Cordra allows you to define custom JavaScript methods for object types. You can call these methods:

Instance Methods

# Call method on specific object
result = client.call_method(
    method="extractName",
    object_id="test/123",
    params={"format": "uppercase"}
)

Static Methods

# Call method on object type
result = client.call_method(
    method="countObjects",
    type="Document",
    params={"filter": "status:published"}
)

Service Methods

# Call service-level method
result = client.call_method(
    method="getSystemStats",
    object_id="service"
)

Supported Parameters:

  • objectId: Object ID for instance methods (e.g., 'test/abc')
  • type: Object type for static methods (e.g., 'Document')
  • method: Method name to invoke [Required]
  • params: JSON parameters for method call (URL encoded for GET)
  • attributes: Request attributes as JSON object

Returns: Method response (varies by method implementation)

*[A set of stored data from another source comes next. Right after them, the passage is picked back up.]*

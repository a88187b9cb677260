use super::Command;
use crate::db;
use crate::db::subscriptions;
use crate::models::Subscription;
use diesel::PgConnection;
use frankenstein::Message;

static COMMAND: &str = "/list";

pub struct ListSubscriptions {}

impl ListSubscriptions {
    fn list_subscriptions(&self, db_connection: &mut PgConnection, message: &Message) -> String {
        match subscriptions::for_chat(db_connection, message.chat.id, message.message_thread_id) {
            Ok(subscriptions) => Self::render(&subscriptions),
            Err(error) => {
                log::error!("Failed to load subscriptions: {:?}", error);

                "Something went wrong with the bot's storage".to_string()
            }
        }
    }

    fn render(subscriptions: &[Subscription]) -> String {
        if subscriptions.is_empty() {
            return "📭 No active subscriptions.".to_string();
        }

        let list = subscriptions
            .iter()
            .map(|sub| format!("- [{}] {}", sub.effective_kind(), sub.channel_name))
            .collect::<Vec<String>>()
            .join("\n");

        format!("📋 <b>Subscriptions:</b>\n{}", list)
    }

    pub fn command() -> &'static str {
        COMMAND
    }
}

impl Command for ListSubscriptions {
    fn response(&self, db_connection: &mut db::PooledConnection, message: &Message) -> String {
        self.list_subscriptions(db_connection, message)
    }

    fn command(&self) -> &str {
        Self::command()
    }
}
use super::Command;
use crate::db;
use crate::db::subscriptions;
use crate::models::{Subscription, SubscriptionKind};
use crate::rsshub;
use diesel::PgConnection;
use frankenstein::Message;
use url::Url;

static COMMAND: &str = "/add";

static USAGE: &str = "Usage:\n/add rss <url>\n/add x <username>\n/add youtube <channel_name>";

pub struct AddSubscription {}

impl AddSubscription {
    fn add_subscription(
        &self,
        db_connection: &mut PgConnection,
        message: &Message,
        argument: &str,
    ) -> String {
        let parts: Vec<&str> = argument.split_whitespace().collect();

        if parts.len() < 2 {
            return USAGE.to_string();
        }

        let kind = match SubscriptionKind::parse(parts[0]) {
            Some(kind) => kind,
            None => return "Unknown type. Use rss, x, or youtube.".to_string(),
        };
        let arg = parts[1];

        let (channel_name, rss_url) = match kind {
            SubscriptionKind::Rss => (Self::rss_channel_name(arg), arg.to_string()),
            SubscriptionKind::X => (arg.to_string(), rsshub::twitter_user_url(arg)),
            SubscriptionKind::Youtube => (arg.to_string(), rsshub::youtube_user_url(arg)),
        };

        let subscription = Subscription {
            kind: Some(kind),
            channel_name: channel_name.clone(),
            rss_url,
            chat_id: message.chat.id,
            thread_id: message.message_thread_id,
        };

        match subscriptions::add(db_connection, subscription) {
            Ok(true) => format!("✅ Added {} subscription: {}", kind, channel_name),
            Ok(false) => "⚠️ Subscription already exists.".to_string(),
            Err(error) => {
                log::error!("Failed to add a subscription: {:?}", error);

                "Something went wrong with the bot's storage".to_string()
            }
        }
    }

    // The displayed name of a plain feed is its host plus path; feeds that
    // fail to parse keep the raw value.
    fn rss_channel_name(rss_url: &str) -> String {
        match Url::parse(rss_url) {
            Ok(url) => {
                let host = url.host_str().unwrap_or_default().to_string();

                if url.path().len() > 1 {
                    format!("{}{}", host, url.path())
                } else {
                    host
                }
            }
            Err(_) => rss_url.to_string(),
        }
    }

    pub fn command() -> &'static str {
        COMMAND
    }
}

impl Command for AddSubscription {
    fn response(&self, db_connection: &mut db::PooledConnection, message: &Message) -> String {
        match &message.text {
            Some(text) => {
                let argument = self.parse_argument(text);
                self.add_subscription(db_connection, message, &argument)
            }
            None => USAGE.to_string(),
        }
    }

    fn command(&self) -> &str {
        Self::command()
    }
}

Note: Type method calls are not directly supported in DOIP API.

Batch Operations

Batch Upload (DOIP API)

from cordra import DigitalObject

# Create multiple objects
objects = [
    DigitalObject(type="Document", content={"title": "Document 1"}),
    DigitalObject(type="Document", content={"title": "Document 2"}),
    DigitalObject(type="Document", content={"title": "Document 3"})
]

# Upload in batch
result = client.batch_upload(
    objects,
    failFast=False,  # Continue on errors
    parallel=True    # Process in parallel
)

Supported Parameters:

  • format: Response format ('ndjson' for newline-delimited JSON)
  • failFast: Abort on first error (default: false)
  • parallel: Process in parallel (default: true)

Returns: BatchUploadResponse instance with success status and results for each object

Version Management

Publishing Versions

# Publish a new version
version = client.publish_version(
    object_id="test/123",
    version_id="v2.0",
    clonePayloads=True
)

Supported Parameters:

  • versionId: New version ID for the copy
  • clonePayloads: Clone object payloads (boolean)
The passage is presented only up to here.